眠ろうと努力するほど頭がさえ、理想のスコアを目指すほど眠れなくなる。
そして、目覚めたときには比較的元気だったのに、画面に「睡眠不足」と表示された瞬間から疲れを感じ始めることもあります。データは参考になりますが、あなたがどう感じているかまで、時計が決めるわけではありません。
覚えておきたいこと:睡眠スコアは診断ではありません。数字を見ることで不安が増すなら、数日間トラッキングを休み、自分の眠気、気分、集中力を観察する方法もあります。
「体にいい」と、どう付き合う?
マウステーピングやサプリメント、冷水浴、食事管理、睡眠トラッカー。

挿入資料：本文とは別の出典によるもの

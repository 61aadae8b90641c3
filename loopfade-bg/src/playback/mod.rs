//! Crossfade playback core
//!
//! Two persistent layers, one visible at rest. Each cycle loads the next
//! playlist item into the hidden layer, ramps both opacities in lockstep and
//! swaps roles.
//!
//! Components, leaf-first:
//! - [`playlist`]: cyclic playlist of media references
//! - [`layers`]: the two layer records, mirrored to the control channel
//! - [`ramp`]: linear opacity interpolation
//! - [`commands`]: ordered command plans and their executor
//! - [`engine`]: the per-cycle state machine
//! - [`scheduler`]: fixed-period, non-overlapping cycle timer

pub mod commands;
pub mod engine;
pub mod layers;
pub mod playlist;
pub mod ramp;
pub mod scheduler;

pub use commands::{CommandExecutor, CommandPlan, ExecutionReport, PlanStep};
pub use engine::{plan_cycle, CrossfadeEngine, CrossfadeState, CycleOutcome, CyclePlan, EnginePhase};
pub use layers::{Layer, LayerId, LayerState};
pub use playlist::{MediaReference, Playlist};
pub use ramp::{RampPoint, RampSettings};
pub use scheduler::{Scheduler, SchedulerReport};
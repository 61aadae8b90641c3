//! Crossfade engine
//!
//! Two states: `Idle` between cycles and `Transitioning` while a cycle's plan
//! is replayed. A cycle is split into a pure planning step ([`plan_cycle`]) and
//! the replay of the resulting [`CommandPlan`].
//!
//! # Cycle
//!
//! With active layer A and hidden layer H:
//! 1. `(next, media) = playlist.next(cursor)`
//! 2. Load `media` onto H, then force H's opacity to 0.0
//! 3. For each ramp point `i` in `0..=N`: set H to `i/N`, then A to `1 - i/N`,
//!    pausing `D/N` between points. Hidden before active at every point.
//! 4. Swap roles (H becomes active) and set `cursor = next`
//!
//! The role swap happens even when commands failed during the replay.
//!
//! `Transitioning` is only observable from outside after a cycle was abandoned:
//! if the [`CrossfadeEngine::run_cycle`] future is dropped mid-replay (e.g. on
//! shutdown), the engine stays `Transitioning` with its rest-point state
//! unchanged. The next `run_cycle` re-plans from that state.

use tracing::{debug, info, warn};

use loopfade_common::human_time::format_duration;

use super::commands::{CommandExecutor, CommandPlan, ExecutionReport};
use super::layers::{LayerId, LayerState};
use super::playlist::{MediaReference, Playlist};
use super::ramp::RampSettings;
use crate::control::ControlChannel;

/// Rest-point state carried between cycles
#[derive(Debug, Clone, Copy, PartialEq, Eq)]
pub struct CrossfadeState {
    /// Layer fully visible at rest
    pub active_layer: LayerId,
    /// Playlist index of the media on the active layer
    pub cursor: usize,
}

impl CrossfadeState {
    /// Layer 0 active, cursor 0
    pub fn initial() -> Self {
        Self {
            active_layer: LayerId::Zero,
            cursor: 0,
        }
    }

    pub fn hidden_layer(&self) -> LayerId {
        self.active_layer.other()
    }
}

impl Default for CrossfadeState {
    fn default() -> Self {
        Self::initial()
    }
}

/// Engine phase
#[derive(Debug, Clone, Copy, PartialEq, Eq)]
pub enum EnginePhase {
    /// Between cycles; rest-point invariants hold
    Idle,
    /// A cycle's plan is being replayed, or was abandoned mid-replay
    Transitioning,
}

/// Everything one cycle will do, computed without side effects
#[derive(Debug, Clone, PartialEq)]
pub struct CyclePlan {
    pub plan: CommandPlan,
    /// Media loaded onto the hidden layer
    pub media: MediaReference,
    /// State after the cycle completes
    pub next_state: CrossfadeState,
}

/// Plan one crossfade cycle from `state`
pub fn plan_cycle(state: &CrossfadeState, playlist: &Playlist, ramp: &RampSettings) -> CyclePlan {
    let active = state.active_layer;
    let hidden = state.hidden_layer();
    let (next_index, media) = playlist.next(state.cursor);

    let steps = ramp.steps() as usize;
    let mut plan = CommandPlan::with_capacity(2 + 3 * (steps + 1));

    plan.load_media(hidden, media.clone());
    plan.set_opacity(hidden, 0.0);

    let interval = ramp.step_interval();
    for point in ramp.points() {
        if point.step > 0 {
            plan.pause(interval);
        }
        plan.set_opacity(hidden, point.hidden);
        plan.set_opacity(active, point.active);
    }

    CyclePlan {
        plan,
        media: media.clone(),
        next_state: CrossfadeState {
            active_layer: hidden,
            cursor: next_index,
        },
    }
}

/// Plan the startup sequence: `playlist[0]` on layer 0 fully visible, layer 1
/// fully transparent with no media
pub fn plan_startup(playlist: &Playlist) -> CommandPlan {
    let initial = CrossfadeState::initial();
    let mut plan = CommandPlan::with_capacity(3);
    plan.load_media(initial.active_layer, playlist.get(initial.cursor).clone());
    plan.set_opacity(initial.active_layer, 1.0);
    plan.set_opacity(initial.hidden_layer(), 0.0);
    plan
}

/// Result of one completed cycle
#[derive(Debug, Clone, PartialEq)]
pub struct CycleOutcome {
    pub previous: CrossfadeState,
    pub current: CrossfadeState,
    pub media: MediaReference,
    pub report: ExecutionReport,
}

/// Owns the channel, the layers and the crossfade state
pub struct CrossfadeEngine<C> {
    channel: C,
    playlist: Playlist,
    layers: LayerState,
    ramp: RampSettings,
    state: CrossfadeState,
    phase: EnginePhase,
    cycles_completed: u64,
}

impl<C: ControlChannel> CrossfadeEngine<C> {
    pub fn new(channel: C, playlist: Playlist, layers: LayerState, ramp: RampSettings) -> Self {
        Self {
            channel,
            playlist,
            layers,
            ramp,
            state: CrossfadeState::initial(),
            phase: EnginePhase::Idle,
            cycles_completed: 0,
        }
    }

    /// Establish the first rest point. Command failures are logged, not fatal.
    pub async fn initialize(&mut self) -> ExecutionReport {
        info!(
            "Initializing layers: {} <- {}, {} hidden",
            self.layers.layer(LayerId::Zero).source,
            self.playlist.get(0),
            self.layers.layer(LayerId::One).source
        );

        self.state = CrossfadeState::initial();
        let plan = plan_startup(&self.playlist);
        let report = CommandExecutor::replay(&plan, &mut self.layers, &mut self.channel).await;

        if !report.succeeded() {
            warn!(
                "{} of {} startup commands failed",
                report.failures.len(),
                report.commands_issued
            );
        }
        report
    }

    /// Run one full crossfade cycle to completion
    pub async fn run_cycle(&mut self) -> CycleOutcome {
        let previous = self.state;
        let cycle = plan_cycle(&previous, &self.playlist, &self.ramp);

        info!(
            "Crossfade {}: {} -> {} loading {} (index {}) over {}",
            self.cycles_completed + 1,
            self.layers.layer(previous.active_layer).source,
            self.layers.layer(previous.hidden_layer()).source,
            cycle.media,
            cycle.next_state.cursor,
            format_duration(self.ramp.duration())
        );

        self.phase = EnginePhase::Transitioning;
        let report = CommandExecutor::replay(&cycle.plan, &mut self.layers, &mut self.channel).await;

        self.state = cycle.next_state;
        self.phase = EnginePhase::Idle;
        self.cycles_completed += 1;

        if report.succeeded() {
            info!(
                "Crossfade {} complete in {}",
                self.cycles_completed,
                format_duration(report.elapsed)
            );
        } else {
            warn!(
                "Crossfade {} complete in {} with {} failed command(s)",
                self.cycles_completed,
                format_duration(report.elapsed),
                report.failures.len()
            );
        }
        if !self.layers.is_at_rest(self.state.active_layer) {
            debug!("Layer records not at rest after crossfade {}", self.cycles_completed);
        }

        CycleOutcome {
            previous,
            current: self.state,
            media: cycle.media,
            report,
        }
    }

    pub fn state(&self) -> CrossfadeState {
        self.state
    }

    /// `Transitioning` here means the last cycle was abandoned before it finished
    pub fn phase(&self) -> EnginePhase {
        self.phase
    }

    pub fn layers(&self) -> &LayerState {
        &self.layers
    }

    pub fn playlist(&self) -> &Playlist {
        &self.playlist
    }

    pub fn ramp(&self) -> &RampSettings {
        &self.ramp
    }

    pub fn cycles_completed(&self) -> u64 {
        self.cycles_completed
    }

    pub fn channel(&self) -> &C {
        &self.channel
    }

    /// Consume the engine, returning the channel (e.g. to close it)
    pub fn into_channel(self) -> C {
        self.channel
    }
}
//! OBS Studio control over obs-websocket v5
//!
//! One WebSocket session, one request in flight at a time. Each request waits
//! for the `RequestResponse` carrying its id; events and unrelated frames that
//! arrive in between are discarded.

use std::time::Duration;

use async_trait::async_trait;
use futures::{SinkExt, StreamExt};
use serde_json::Value;
use tokio::net::TcpStream;
use tokio_tungstenite::tungstenite::Message;
use tokio_tungstenite::{connect_async, MaybeTlsStream, WebSocketStream};
use tracing::{debug, info, trace, warn};

use super::protocol::{self, op, request_type, Frame, Hello, Identified, RequestResponse};
use super::{ControlChannel, MediaOptions, SceneControl};
use crate::error::{CommandError, ConnectionError};
use crate::playback::MediaReference;

type WsStream = WebSocketStream<MaybeTlsStream<TcpStream>>;

/// Connection settings for one OBS instance
#[derive(Debug, Clone)]
pub struct ObsSettings {
    pub host: String,
    pub port: u16,
    pub password: Option<String>,
    pub connect_timeout: Duration,
    pub request_timeout: Duration,
}

impl ObsSettings {
    /// `ws://host:port`
    pub fn url(&self) -> String {
        format!("ws://{}:{}", self.host, self.port)
    }
}

impl Default for ObsSettings {
    fn default() -> Self {
        Self {
            host: "localhost".to_string(),
            port: 4455,
            password: None,
            connect_timeout: Duration::from_millis(5000),
            request_timeout: Duration::from_millis(5000),
        }
    }
}

/// Identified obs-websocket session
pub struct ObsClient {
    stream: WsStream,
    request_timeout: Duration,
    filter_name: String,
    next_request_id: u64,
    session_id: uuid::Uuid,
}

impl ObsClient {
    /// Open the WebSocket and complete the Hello/Identify handshake.
    ///
    /// `filter_name` is the colour filter on each layer source whose `opacity`
    /// setting drives the crossfade.
    pub async fn connect(settings: &ObsSettings, filter_name: &str) -> Result<Self, ConnectionError> {
        let url = settings.url();
        info!("Connecting to OBS at {}", url);

        let (mut stream, _) = tokio::time::timeout(settings.connect_timeout, connect_async(url.as_str()))
            .await
            .map_err(|_| ConnectionError::Timeout(settings.connect_timeout))?
            .map_err(|e| ConnectionError::Transport(e.to_string()))?;

        let rpc_version = tokio::time::timeout(
            settings.connect_timeout,
            Self::handshake(&mut stream, settings.password.as_deref()),
        )
        .await
        .map_err(|_| ConnectionError::Timeout(settings.connect_timeout))??;

        let session_id = uuid::Uuid::new_v4();
        info!(
            "Connected to OBS (rpc version {}, session {})",
            rpc_version, session_id
        );

        Ok(Self {
            stream,
            request_timeout: settings.request_timeout,
            filter_name: filter_name.to_string(),
            next_request_id: 0,
            session_id,
        })
    }

    async fn handshake(stream: &mut WsStream, password: Option<&str>) -> Result<u32, ConnectionError> {
        let hello_frame = Self::read_handshake_frame(stream).await?;
        if hello_frame.op != op::HELLO {
            return Err(ConnectionError::Handshake(format!(
                "expected Hello (op {}), got op {}",
                op::HELLO,
                hello_frame.op
            )));
        }
        let hello: Hello = hello_frame
            .body()
            .map_err(|e| ConnectionError::Handshake(format!("invalid Hello: {}", e)))?;
        debug!(
            "OBS Hello: obs-websocket {}, rpc version {}",
            hello.obs_web_socket_version.as_deref().unwrap_or("unknown"),
            hello.rpc_version
        );

        let authentication = match (&hello.authentication, password) {
            (Some(challenge), Some(password)) => Some(protocol::auth_response(password, challenge)),
            (Some(_), None) => return Err(ConnectionError::PasswordRequired),
            (None, Some(_)) => {
                warn!("OBS does not require authentication; ignoring configured password");
                None
            }
            (None, None) => None,
        };

        let identify = Frame::identify(authentication)
            .and_then(|frame| frame.to_text())
            .map_err(|e| ConnectionError::Handshake(e.to_string()))?;
        stream
            .send(Message::Text(identify))
            .await
            .map_err(|e| ConnectionError::Transport(e.to_string()))?;

        let identified_frame = Self::read_handshake_frame(stream).await?;
        if identified_frame.op != op::IDENTIFIED {
            return Err(ConnectionError::Handshake(format!(
                "expected Identified (op {}), got op {}",
                op::IDENTIFIED,
                identified_frame.op
            )));
        }
        let identified: Identified = identified_frame
            .body()
            .map_err(|e| ConnectionError::Handshake(format!("invalid Identified: {}", e)))?;

        Ok(identified.negotiated_rpc_version)
    }

    async fn read_handshake_frame(stream: &mut WsStream) -> Result<Frame, ConnectionError> {
        loop {
            match stream.next().await {
                Some(Ok(Message::Text(text))) => {
                    return Frame::parse(&text)
                        .map_err(|e| ConnectionError::Handshake(format!("invalid frame: {}", e)));
                }
                Some(Ok(Message::Close(frame))) => {
                    // obs-websocket reports auth failure as close code 4009 with a reason
                    return Err(ConnectionError::Closed(frame.map(|f| f.reason.to_string())));
                }
                None => return Err(ConnectionError::Closed(None)),
                Some(Err(e)) => return Err(ConnectionError::Transport(e.to_string())),
                Some(Ok(_)) => continue, // ping/pong/binary
            }
        }
    }

    /// Send one request and wait for its response data.
    pub async fn request(&mut self, request_type: &str, data: Value) -> Result<Option<Value>, CommandError> {
        self.next_request_id += 1;
        let request_id = format!("{}-{}", self.session_id, self.next_request_id);

        let text = Frame::request(request_type, &request_id, data)
            .to_text()
            .map_err(|e| CommandError::Protocol(e.to_string()))?;

        let timeout = self.request_timeout;
        let response = tokio::time::timeout(timeout, async {
            self.stream
                .send(Message::Text(text))
                .await
                .map_err(|e| CommandError::Transport(e.to_string()))?;
            self.await_response(&request_id).await
        })
        .await
        .map_err(|_| CommandError::Timeout {
            request_type: request_type.to_string(),
            timeout,
        })??;

        if response.request_status.result {
            trace!("{} {} ok", request_type, request_id);
            Ok(response.response_data)
        } else {
            Err(CommandError::Rejected {
                request_type: response.request_type,
                code: response.request_status.code,
                comment: response.request_status.comment,
            })
        }
    }

    async fn await_response(&mut self, request_id: &str) -> Result<RequestResponse, CommandError> {
        loop {
            let text = match self.stream.next().await {
                Some(Ok(Message::Text(text))) => text,
                Some(Ok(Message::Close(frame))) => {
                    return Err(CommandError::Transport(format!(
                        "connection closed{}",
                        frame.map(|f| format!(": {}", f.reason)).unwrap_or_default()
                    )));
                }
                None => return Err(CommandError::Transport("connection closed".to_string())),
                Some(Err(e)) => return Err(CommandError::Transport(e.to_string())),
                Some(Ok(_)) => continue,
            };

            let frame = Frame::parse(&text).map_err(|e| CommandError::Protocol(e.to_string()))?;
            match frame.op {
                op::REQUEST_RESPONSE => {
                    let response: RequestResponse = frame
                        .body()
                        .map_err(|e| CommandError::Protocol(e.to_string()))?;
                    if response.request_id == request_id {
                        return Ok(response);
                    }
                    debug!("Discarding response for stale request {}", response.request_id);
                }
                op::EVENT => continue,
                other => trace!("Ignoring frame with op {}", other),
            }
        }
    }

    /// Close the session
    pub async fn close(mut self) {
        if let Err(e) = self.stream.close(None).await {
            debug!("Error closing OBS session: {}", e);
        }
    }
}

#[async_trait]
impl ControlChannel for ObsClient {
    async fn set_source_media(
        &mut self,
        source: &str,
        media: &MediaReference,
        options: MediaOptions,
    ) -> Result<(), CommandError> {
        let data = protocol::set_input_settings(source, media, options);
        self.request(request_type::SET_INPUT_SETTINGS, data).await?;
        debug!("Updated video source {} to {}", source, media);
        Ok(())
    }

    async fn set_source_opacity(&mut self, source: &str, opacity: f64) -> Result<(), CommandError> {
        let data = protocol::set_filter_opacity(source, &self.filter_name, opacity);
        self.request(request_type::SET_SOURCE_FILTER_SETTINGS, data).await?;
        trace!("Set opacity of {} to {}", source, opacity);
        Ok(())
    }
}

#[async_trait]
impl SceneControl for ObsClient {
    async fn set_scene_transition(&mut self, transition: &str) -> Result<(), CommandError> {
        let data = serde_json::json!({ "transitionName": transition });
        self.request(request_type::SET_CURRENT_SCENE_TRANSITION, data).await?;
        Ok(())
    }

    async fn set_program_scene(&mut self, scene: &str) -> Result<(), CommandError> {
        let data = serde_json::json!({ "sceneName": scene });
        self.request(request_type::SET_CURRENT_PROGRAM_SCENE, data).await?;
        Ok(())
    }
}
//! Cyclic playlist of media references

use std::fmt;

use serde::{Deserialize, Serialize};

use crate::error::{Error, Result};

/// Opaque handle to a playable media item (a file path for OBS media sources)
#[derive(Debug, Clone, PartialEq, Eq, Hash, Serialize, Deserialize)]
#[serde(transparent)]
pub struct MediaReference(String);

impl MediaReference {
    pub fn new(path: impl Into<String>) -> Self {
        Self(path.into())
    }

    pub fn as_str(&self) -> &str {
        &self.0
    }
}

impl fmt::Display for MediaReference {
    fn fmt(&self, f: &mut fmt::Formatter<'_>) -> fmt::Result {
        f.write_str(&self.0)
    }
}

impl From<&str> for MediaReference {
    fn from(path: &str) -> Self {
        Self(path.to_string())
    }
}

impl From<String> for MediaReference {
    fn from(path: String) -> Self {
        Self(path)
    }
}

/// Immutable, non-empty, cyclically indexed sequence of media
///
/// The same reference may appear at several indices; only positions matter.
#[derive(Debug, Clone, PartialEq, Eq)]
pub struct Playlist {
    items: Vec<MediaReference>,
}

impl Playlist {
    /// Build a playlist, rejecting an empty sequence
    pub fn new(items: Vec<MediaReference>) -> Result<Self> {
        if items.is_empty() {
            return Err(Error::Config(
                "playlist must contain at least one media reference".to_string(),
            ));
        }
        Ok(Self { items })
    }

    pub fn len(&self) -> usize {
        self.items.len()
    }

    /// Always false for a constructed playlist
    pub fn is_empty(&self) -> bool {
        self.items.is_empty()
    }

    /// Resolve a cyclic index: `items[index mod len]`
    pub fn get(&self, index: usize) -> &MediaReference {
        &self.items[index % self.items.len()]
    }

    /// Next cyclic index after `current` and the media it resolves to
    pub fn next(&self, current: usize) -> (usize, &MediaReference) {
        let next_index = (current % self.items.len() + 1) % self.items.len();
        (next_index, &self.items[next_index])
    }

    pub fn iter(&self) -> impl Iterator<Item = &MediaReference> {
        self.items.iter()
    }
}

それぞれが、自分に合った方法で取り入れられているなら、心強い味方になることもあります。
大切なのは、流行しているという理由だけで、それを自分にとっての正解にしないことです。
新しい健康法に出会ったときは、生活に加える前に、三つだけ問いかけてみてください。
その効果を裏づける根拠はあるでしょうか。
それを続けることで、安心が増えているでしょうか。
それとも、少し不安が増えているでしょうか。
新しい習慣を一つ加える時には、「これは本当に、いまの私に必要?」と問いかけてみるのも良いかもしれないですね。